■ AIM OF THE EXERCISE ■
Copy out each line from the material where the word "matches" is found.

■ RECORDS FOR THIS EXERCISE ■

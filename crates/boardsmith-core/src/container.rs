//! Parent/child structure of the scene.
//!
//! Every operation registers the container and the affected elements before mutating,
//! and fires the container's event before the element's.

use crate::element::ElementId;
use crate::error::{SceneError, SceneResult};
use crate::event::Event;
use crate::scene::Scene;

impl Scene {
    /// Append `element` as the topmost child of `container`.
    ///
    /// An element attached elsewhere is removed from its previous parent first. Adding an
    /// element to its current parent moves it to the top.
    pub fn add(&mut self, container: ElementId, element: ElementId) -> SceneResult<()> {
        self.check_attachable(container, element)?;
        self.leave_other_parent(container, element)?;

        self.register(container);
        self.register(element);
        self.link(container, element, None)?;

        self.fire(container, Event::Add(element));
        self.fire(element, Event::Attach(container));
        Ok(())
    }

    /// Place `element` just below `before`, which must be a child of `container`.
    ///
    /// Moving an existing child fires `displace`/`displaced` instead of `add`/`attach`.
    pub fn insert_before(&mut self, container: ElementId, element: ElementId, before: ElementId) -> SceneResult<()> {
        self.check_child(container, before)?;
        self.check_attachable(container, element)?;
        if element == before {
            return Ok(());
        }
        let displaced = self.parent(element) == Some(container);
        self.leave_other_parent(container, element)?;

        self.register(container);
        self.register(element);
        self.link(container, element, Some(before))?;

        if displaced {
            self.fire(container, Event::Displace(element));
            self.fire(element, Event::Displaced(container));
        } else {
            self.fire(container, Event::Add(element));
            self.fire(element, Event::Attach(container));
        }
        Ok(())
    }

    /// Put `new` at the place of `old`, a child of `container`, and unattach `old`.
    pub fn replace(&mut self, container: ElementId, old: ElementId, new: ElementId) -> SceneResult<()> {
        self.check_child(container, old)?;
        self.check_attachable(container, new)?;
        if old == new {
            return Ok(());
        }
        if let Some(previous) = self.parent(new) {
            self.remove(previous, new)?;
        }

        self.register(container);
        self.register(old);
        self.register(new);
        let children = self.element_mut(container)?.children.get_or_insert_with(Vec::new);
        if let Some(slot) = children.iter_mut().find(|c| **c == old) {
            *slot = new;
        }
        self.element_mut(old)?.parent = None;
        self.element_mut(new)?.parent = Some(container);

        self.fire(container, Event::Remove(old));
        self.fire(old, Event::Detach(container));
        self.fire(container, Event::Add(new));
        self.fire(new, Event::Attach(container));
        Ok(())
    }

    /// Unattach `element` from `container`.
    pub fn remove(&mut self, container: ElementId, element: ElementId) -> SceneResult<()> {
        self.check_child(container, element)?;

        self.register(container);
        self.register(element);
        if let Some(children) = self.element_mut(container)?.children.as_mut() {
            children.retain(|&c| c != element);
        }
        self.element_mut(element)?.parent = None;

        self.fire(container, Event::Remove(element));
        self.fire(element, Event::Detach(container));
        Ok(())
    }

    /// Remove `element` from its parent, if it has one.
    pub fn detach(&mut self, element: ElementId) -> SceneResult<()> {
        match self.element(element)?.parent {
            Some(parent) => self.remove(parent, element),
            None => Ok(()),
        }
    }

    fn check_child(&self, container: ElementId, element: ElementId) -> SceneResult<()> {
        self.check_container(container)?;
        if self.element(element)?.parent != Some(container) {
            return Err(SceneError::NotAChild {
                parent: container,
                child: element,
            });
        }
        Ok(())
    }

    fn check_container(&self, container: ElementId) -> SceneResult<()> {
        if !self.element(container)?.is_container() {
            return Err(SceneError::NotAContainer(container));
        }
        Ok(())
    }

    fn check_attachable(&self, container: ElementId, element: ElementId) -> SceneResult<()> {
        self.check_container(container)?;
        self.element(element)?;
        if container == element || self.is_ancestor(element, container) {
            return Err(SceneError::Cycle {
                parent: container,
                child: element,
            });
        }
        Ok(())
    }

    fn leave_other_parent(&mut self, container: ElementId, element: ElementId) -> SceneResult<()> {
        match self.parent(element) {
            Some(previous) if previous != container => self.remove(previous, element),
            _ => Ok(()),
        }
    }

    /// Put `element` in the children list of `container`, below `before` or on top.
    fn link(&mut self, container: ElementId, element: ElementId, before: Option<ElementId>) -> SceneResult<()> {
        let children = self.element_mut(container)?.children.get_or_insert_with(Vec::new);
        children.retain(|&c| c != element);
        let index = before
            .and_then(|b| children.iter().position(|&c| c == b))
            .unwrap_or(children.len());
        children.insert(index, element);
        self.element_mut(element)?.parent = Some(container);
        Ok(())
    }
}

#[cfg(test)]
mod tests {
    use super::*;
    use crate::element::Element;
    use crate::event::EventKind;
    use crate::observable::tests::{Recorder, watch};
    use kurbo::Rect;
    use std::sync::Arc;

    fn board() -> (Scene, ElementId, ElementId, ElementId) {
        let mut scene = Scene::new();
        let map = scene.insert(Element::container("map", Rect::new(0.0, 0.0, 100.0, 100.0)));
        let a = scene.insert(Element::new("a", Rect::new(0.0, 0.0, 10.0, 10.0)));
        let b = scene.insert(Element::new("b", Rect::new(0.0, 0.0, 10.0, 10.0)));
        (scene, map, a, b)
    }

    #[test]
    fn test_add_fires_container_event_first() {
        let (mut scene, map, a, _) = board();
        let recorder = Arc::new(Recorder::default());
        watch(&mut scene, &recorder, &[map, a]);

        scene.add(map, a).unwrap();

        let log = recorder.log();
        assert_eq!(log.len(), 2);
        assert_eq!((log[0].1, log[0].2.clone()), (map, Event::Add(a)));
        assert_eq!((log[1].1, log[1].2.clone()), (a, Event::Attach(map)));
        assert_eq!(scene.parent(a), Some(map));
        assert_eq!(scene.children(map), &[a]);
    }

    #[test]
    fn test_remove_fires_remove_before_detach() {
        let (mut scene, map, a, _) = board();
        scene.add(map, a).unwrap();
        let recorder = Arc::new(Recorder::default());
        watch(&mut scene, &recorder, &[map, a]);

        scene.remove(map, a).unwrap();

        assert_eq!(recorder.kinds(), vec![EventKind::Remove, EventKind::Detach]);
        assert_eq!(scene.parent(a), None);
        assert!(scene.children(map).is_empty());
    }

    #[test]
    fn test_readd_moves_between_parents() {
        let (mut scene, map, a, _) = board();
        let tray = scene.insert(Element::container("tray", Rect::new(0.0, 0.0, 50.0, 50.0)));
        scene.add(map, a).unwrap();
        let recorder = Arc::new(Recorder::default());
        watch(&mut scene, &recorder, &[map, tray, a]);

        scene.add(tray, a).unwrap();

        assert_eq!(
            recorder.kinds(),
            vec![EventKind::Remove, EventKind::Detach, EventKind::Add, EventKind::Attach]
        );
        assert!(scene.children(map).is_empty());
        assert_eq!(scene.children(tray), &[a]);
    }

    #[test]
    fn test_readd_same_parent_moves_to_top() {
        let (mut scene, map, a, b) = board();
        scene.add(map, a).unwrap();
        scene.add(map, b).unwrap();

        scene.add(map, a).unwrap();
        assert_eq!(scene.children(map), &[b, a]);
    }

    #[test]
    fn test_insert_before_and_displace() {
        let (mut scene, map, a, b) = board();
        scene.add(map, a).unwrap();
        scene.insert_before(map, b, a).unwrap();
        assert_eq!(scene.children(map), &[b, a]);

        let recorder = Arc::new(Recorder::default());
        watch(&mut scene, &recorder, &[map, a]);
        scene.insert_before(map, a, b).unwrap();

        assert_eq!(scene.children(map), &[a, b]);
        assert_eq!(recorder.kinds(), vec![EventKind::Displace, EventKind::Displaced]);
    }

    #[test]
    fn test_replace_fires_both_pairs() {
        let (mut scene, map, a, b) = board();
        scene.add(map, a).unwrap();
        let recorder = Arc::new(Recorder::default());
        watch(&mut scene, &recorder, &[map]);

        scene.replace(map, a, b).unwrap();

        assert_eq!(recorder.kinds(), vec![EventKind::Remove, EventKind::Add]);
        assert_eq!(scene.children(map), &[b]);
        assert_eq!(scene.parent(a), None);
        assert_eq!(scene.parent(b), Some(map));
    }

    #[test]
    fn test_structural_preconditions() {
        let (mut scene, map, a, b) = board();

        assert_eq!(
            scene.remove(map, a),
            Err(SceneError::NotAChild { parent: map, child: a })
        );
        assert!(matches!(scene.insert_before(map, a, b), Err(SceneError::NotAChild { .. })));
        assert!(matches!(scene.replace(map, a, b), Err(SceneError::NotAChild { .. })));
        assert_eq!(scene.add(a, b), Err(SceneError::NotAContainer(a)));
        assert_eq!(scene.add(map, map), Err(SceneError::Cycle { parent: map, child: map }));

        let unknown = uuid::Uuid::new_v4();
        assert_eq!(scene.add(map, unknown), Err(SceneError::NotFound(unknown)));
    }

    #[test]
    fn test_add_under_descendant_is_refused() {
        let (mut scene, map, _, _) = board();
        let tray = scene.insert(Element::container("tray", Rect::new(0.0, 0.0, 50.0, 50.0)));
        scene.add(map, tray).unwrap();

        assert!(matches!(scene.add(tray, map), Err(SceneError::Cycle { .. })));
    }

    #[test]
    fn test_children_undo_round_trip() {
        let (mut scene, map, a, b) = board();
        scene.add(map, a).unwrap();
        scene.memento_mut().open();

        scene.add(map, b).unwrap();
        scene.remove(map, a).unwrap();
        assert_eq!(scene.children(map), &[b]);

        assert!(scene.undo());
        assert_eq!(scene.children(map), &[a]);
        assert_eq!(scene.parent(a), Some(map));
        assert_eq!(scene.parent(b), None);

        assert!(scene.redo());
        assert_eq!(scene.children(map), &[b]);
        assert_eq!(scene.parent(a), None);
    }

    #[test]
    fn test_detach_unattached_is_noop() {
        let (mut scene, _, a, _) = board();
        assert!(scene.detach(a).is_ok());
    }
}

■ REPLY TO THE EXERCISE ■
        assert!(matches!(scene.insert_before(map, a, b), Err(SceneError::NotAChild { .. })));
        assert!(matches!(scene.replace(map, a, b), Err(SceneError::NotAChild { .. })));
        assert!(matches!(scene.add(tray, map), Err(SceneError::Cycle { .. })));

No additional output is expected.